RECORDS TO PROCESS below:

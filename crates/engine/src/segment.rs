use chan_core::config::SegAlgo;
use chan_core::structure::entity::{Direction, Segment, Stroke};
use chan_core::structure::port::Swing;
use tracing::debug;

/// `a` 是否在 `direction` 方向上越过 `b`。
pub(crate) fn beyond(direction: Direction, a: f64, b: f64) -> bool {
    match direction {
        Direction::Up => a > b,
        Direction::Down => a < b,
    }
}

/// # Summary
/// 特征序列元素：一笔或若干笔合并而成的伪 K 线。
#[derive(Debug, Clone, Copy, PartialEq)]
struct FeatureElement {
    high: f64,
    low: f64,
    // 末笔下标
    last: usize,
    // 提供合并方向极值的那一笔
    peak: usize,
}

/// # Summary
/// 从 `from` 开始每隔一笔取一笔构成特征序列，并按 `direction` 处理包含关系。
///
/// # Logic
/// 向上处理取高高，向下处理取低低；`peak` 记录提供高点 (向上) 或低点 (向下) 的笔。
fn feature_sequence(strokes: &[Stroke], from: usize, direction: Direction) -> Vec<FeatureElement> {
    let mut elements: Vec<FeatureElement> = Vec::new();
    for (k, stroke) in strokes.iter().enumerate().skip(from).step_by(2) {
        let (high, low) = (stroke.high(), stroke.low());
        if let Some(last) = elements.last_mut() {
            let inclusive = (last.high >= high && last.low <= low)
                || (last.high <= high && last.low >= low);
            if inclusive {
                match direction {
                    Direction::Up => {
                        if high > last.high {
                            last.peak = k;
                        }
                        last.high = last.high.max(high);
                        last.low = last.low.max(low);
                    }
                    Direction::Down => {
                        if low < last.low {
                            last.peak = k;
                        }
                        last.high = last.high.min(high);
                        last.low = last.low.min(low);
                    }
                }
                last.last = k;
                continue;
            }
        }
        elements.push(FeatureElement {
            high,
            low,
            last: k,
            peak: k,
        });
    }
    elements
}

/// 特征序列中第 `i` 个元素是否构成 `direction` 方向线段的终结分型 (向上为顶，向下为底)。
fn is_turning(elements: &[FeatureElement], i: usize, direction: Direction) -> bool {
    let (Some(prev), Some(mid), Some(next)) = (
        i.checked_sub(1).and_then(|j| elements.get(j)),
        elements.get(i),
        elements.get(i + 1),
    ) else {
        return false;
    };
    match direction {
        Direction::Up => mid.high > prev.high && mid.high > next.high,
        Direction::Down => mid.low < prev.low && mid.low < next.low,
    }
}

/// 线段结束位置及其是否已确认。
type SegmentEnd = Option<(usize, bool)>;

/// # Summary
/// 线段构造器。
///
/// # Invariants
/// - 已确认线段构成前缀，且永不修改。
/// - 相邻线段方向交替、首尾相接。
/// - 未确认线段之后的线段全部未确认。
#[derive(Debug, Clone)]
pub struct SegmentBuilder {
    algo: SegAlgo,
    segments: Vec<Segment>,
}

impl SegmentBuilder {
    pub fn new(algo: SegAlgo) -> Self {
        Self {
            algo,
            segments: Vec::new(),
        }
    }

    pub fn segments(&self) -> &[Segment] {
        &self.segments
    }

    /// # Summary
    /// 笔序列变化后重算未确认的线段尾部。
    ///
    /// # Logic
    /// 1. 保留已确认的线段前缀。
    /// 2. 从最后一个已确认线段的下一笔开始，按配置算法依次寻找线段终点。
    /// 3. 找不到终点时，若剩余笔数不少于三笔，输出一个以最极端同向笔为终点的未确认线段。
    ///
    /// # Returns
    /// 线段序列是否发生变化。
    pub fn update(&mut self, strokes: &[Stroke]) -> bool {
        let keep = self.segments.iter().take_while(|s| s.confirmed).count();
        let mut rebuilt: Vec<Segment> = self.segments[..keep].to_vec();

        let (mut begin, mut direction) = match rebuilt.last() {
            Some(last) => (last.end_stroke + 1, last.direction.opposite()),
            None => match strokes.first() {
                Some(first) => (0, first.direction),
                None => {
                    let changed = !self.segments.is_empty();
                    self.segments.clear();
                    return changed;
                }
            },
        };
        let mut all_confirmed = true;

        while begin + 2 < strokes.len() {
            let found = match self.algo {
                SegAlgo::Chan => find_end_by_feature(strokes, begin, direction),
                SegAlgo::OnePlusOne => find_end_one_plus_one(strokes, begin, direction),
                SegAlgo::Break => find_end_by_break(strokes, begin, direction),
            };
            let Some((end, confirmed)) = found.or_else(|| tail_end(strokes, begin, direction))
            else {
                break;
            };
            all_confirmed &= confirmed;
            let idx = rebuilt.len();
            if all_confirmed && self.segments.get(idx).is_none_or(|old| !old.confirmed) {
                debug!(idx, ?direction, begin, end, "Segment closed");
            }
            rebuilt.push(make_segment(idx, strokes, begin, end, direction, all_confirmed));
            begin = end + 1;
            direction = direction.opposite();
        }

        let changed = rebuilt != self.segments;
        self.segments = rebuilt;
        changed
    }
}

fn make_segment(
    idx: usize,
    strokes: &[Stroke],
    begin: usize,
    end: usize,
    direction: Direction,
    confirmed: bool,
) -> Segment {
    let first = &strokes[begin];
    let last = &strokes[end];
    Segment {
        idx,
        direction,
        begin_stroke: begin,
        end_stroke: end,
        begin_price: first.begin_price,
        end_price: last.end_price,
        begin_bar: first.begin_bar,
        end_bar: last.end_bar,
        begin_time: first.begin_time,
        end_time: last.end_time,
        confirmed,
    }
}

/// # Summary
/// 尚未被破坏的线段尾部：取 `begin + 2` 之后最极端的同向笔为终点。
fn tail_end(strokes: &[Stroke], begin: usize, direction: Direction) -> SegmentEnd {
    let origin = strokes.get(begin)?.begin_price;
    let mut best: Option<usize> = None;
    for j in (begin + 2..strokes.len()).step_by(2) {
        if best.is_none_or(|b| beyond(direction, strokes[j].end_price, strokes[b].end_price)) {
            best = Some(j);
        }
    }
    let end = best?;
    beyond(direction, strokes[end].end_price, origin).then_some((end, false))
}

/// # Summary
/// 特征序列分型破坏法。
///
/// # Logic
/// 1. 以反向笔构造特征序列，按线段方向处理包含。
/// 2. 自左向右寻找第一个终结分型 (向上线段找顶，向下线段找底)，分型顶点前一笔即线段终点。
/// 3. 第一、二元素间无缺口：分型第三元素之后的同向笔 (守卫笔) 不创新高/新低即成立，
///    守卫笔已确认时线段确认；守卫笔越过顶点则放弃该分型继续寻找。
/// 4. 有缺口：顶点之后的新线段特征序列须先出现反向分型，且在此之前不能越过顶点。
fn find_end_by_feature(strokes: &[Stroke], begin: usize, direction: Direction) -> SegmentEnd {
    let origin = strokes.get(begin)?.begin_price;
    let elements = feature_sequence(strokes, begin + 1, direction);

    for i in 1..elements.len() {
        if !is_turning(&elements, i, direction) {
            continue;
        }
        let (prev, mid, next) = (elements[i - 1], elements[i], elements[i + 1]);
        let peak = mid.peak.checked_sub(1)?;
        let peak_price = strokes[peak].end_price;
        if peak < begin + 2 || !beyond(direction, peak_price, origin) {
            continue;
        }

        let gap = match direction {
            Direction::Up => prev.high < mid.low,
            Direction::Down => prev.low > mid.high,
        };
        if !gap {
            let guard = next.last + 1;
            match strokes.get(guard) {
                None => return Some((peak, false)),
                Some(g) if beyond(direction, g.end_price, peak_price) => continue,
                Some(g) => return Some((peak, g.confirmed)),
            }
        }

        match confirm_gap_break(strokes, peak, direction) {
            GapOutcome::Confirmed(confirmed) => return Some((peak, confirmed)),
            GapOutcome::Cancelled => continue,
            GapOutcome::Pending => return None,
        }
    }
    None
}

enum GapOutcome {
    Confirmed(bool),
    Cancelled,
    Pending,
}

/// # Summary
/// 有缺口时的第二种破坏：顶点之后反向线段的特征序列必须出现分型。
fn confirm_gap_break(strokes: &[Stroke], peak: usize, direction: Direction) -> GapOutcome {
    let peak_price = strokes[peak].end_price;
    let reverse = direction.opposite();
    // 第一个越过顶点的同向笔，之后的笔不再参与
    let limit = (peak + 2..strokes.len())
        .step_by(2)
        .find(|&k| beyond(direction, strokes[k].end_price, peak_price))
        .unwrap_or(strokes.len());
    let Some(within) = strokes.get(..limit) else {
        return GapOutcome::Pending;
    };
    let elements = feature_sequence(within, peak + 2, reverse);
    match (1..elements.len()).find(|&j| is_turning(&elements, j, reverse)) {
        Some(j) => {
            let last = elements[j + 1].last;
            GapOutcome::Confirmed(strokes[last].confirmed)
        }
        None if limit < strokes.len() => GapOutcome::Cancelled,
        None => GapOutcome::Pending,
    }
}

/// # Summary
/// "1+1" 线段：顶点之后一个更低的高点加一个更低的低点即成段，无需特征序列。
///
/// # Logic
/// 对每个刷新线段极值的同向笔 `p`：`p+2` 不越过顶点，且 `p+3` 越过 `p+1` 的终点，
/// 则线段在 `p` 结束，`p+3` 确认时线段确认。
fn find_end_one_plus_one(strokes: &[Stroke], begin: usize, direction: Direction) -> SegmentEnd {
    let reverse = direction.opposite();
    let mut extreme = strokes.get(begin)?.end_price;
    for p in (begin + 2..strokes.len()).step_by(2) {
        let peak_price = strokes[p].end_price;
        if !beyond(direction, peak_price, extreme) {
            continue;
        }
        extreme = peak_price;
        let (Some(first), Some(middle), Some(second)) =
            (strokes.get(p + 1), strokes.get(p + 2), strokes.get(p + 3))
        else {
            return None;
        };
        if !beyond(direction, middle.end_price, peak_price)
            && beyond(reverse, second.end_price, first.end_price)
        {
            return Some((p, second.confirmed));
        }
    }
    None
}

/// # Summary
/// 破坏法：顶点之后某一反向笔跌破 (升破) 顶点所在笔的起点即成段。
///
/// # Logic
/// 破坏笔之后的同向笔不越过顶点时成立，该笔确认时线段确认；越过则以其为新顶点继续。
fn find_end_by_break(strokes: &[Stroke], begin: usize, direction: Direction) -> SegmentEnd {
    let reverse = direction.opposite();
    let mut extreme = strokes.get(begin)?.end_price;
    for p in (begin + 2..strokes.len()).step_by(2) {
        let peak_price = strokes[p].end_price;
        if !beyond(direction, peak_price, extreme) {
            continue;
        }
        extreme = peak_price;
        let threshold = strokes[p].begin_price;
        let mut q = p + 1;
        while let Some(candidate) = strokes.get(q) {
            let guard = strokes.get(q + 1);
            if beyond(reverse, candidate.end_price, threshold) {
                match guard {
                    None => return Some((p, false)),
                    Some(g) if !beyond(direction, g.end_price, peak_price) => {
                        return Some((p, g.confirmed));
                    }
                    Some(_) => break,
                }
            }
            if guard.is_some_and(|g| beyond(direction, g.end_price, peak_price)) {
                break;
            }
            q += 2;
        }
    }
    None
}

End of RECORDS TO PROCESS.

■ **ACTION ITEM**
Quote exactly the opening line of the material above and every line after it, up to and including the line that contains "last.high = last.high.max(high);".

■ **ANSWER BOX**
filename crates/engine/src/segment.rs
use chan_core::config::SegAlgo;
use chan_core::structure::entity::{Direction, Segment, Stroke};
use chan_core::structure::port::Swing;
use tracing::debug;

/// `a` 是否在 `direction` 方向上越过 `b`。
pub(crate) fn beyond(direction: Direction, a: f64, b: f64) -> bool {
    match direction {
        Direction::Up => a > b,
        Direction::Down => a < b,
    }
}

/// # Summary
/// 特征序列元素：一笔或若干笔合并而成的伪 K 线。
#[derive(Debug, Clone, Copy, PartialEq)]
struct FeatureElement {
    high: f64,
    low: f64,
    // 末笔下标
    last: usize,
    // 提供合并方向极值的那一笔
    peak: usize,
}

/// # Summary
/// 从 `from` 开始每隔一笔取一笔构成特征序列，并按 `direction` 处理包含关系。
///
/// # Logic
/// 向上处理取高高，向下处理取低低；`peak` 记录提供高点 (向上) 或低点 (向下) 的笔。
fn feature_sequence(strokes: &[Stroke], from: usize, direction: Direction) -> Vec<FeatureElement> {
    let mut elements: Vec<FeatureElement> = Vec::new();
    for (k, stroke) in strokes.iter().enumerate().skip(from).step_by(2) {
        let (high, low) = (stroke.high(), stroke.low());
        if let Some(last) = elements.last_mut() {
            let inclusive = (last.high >= high && last.low <= low)
                || (last.high <= high && last.low >= low);
            if inclusive {
                match direction {
                    Direction::Up => {
                        if high > last.high {
                            last.peak = k;
                        }
                        last.high = last.high.max(high);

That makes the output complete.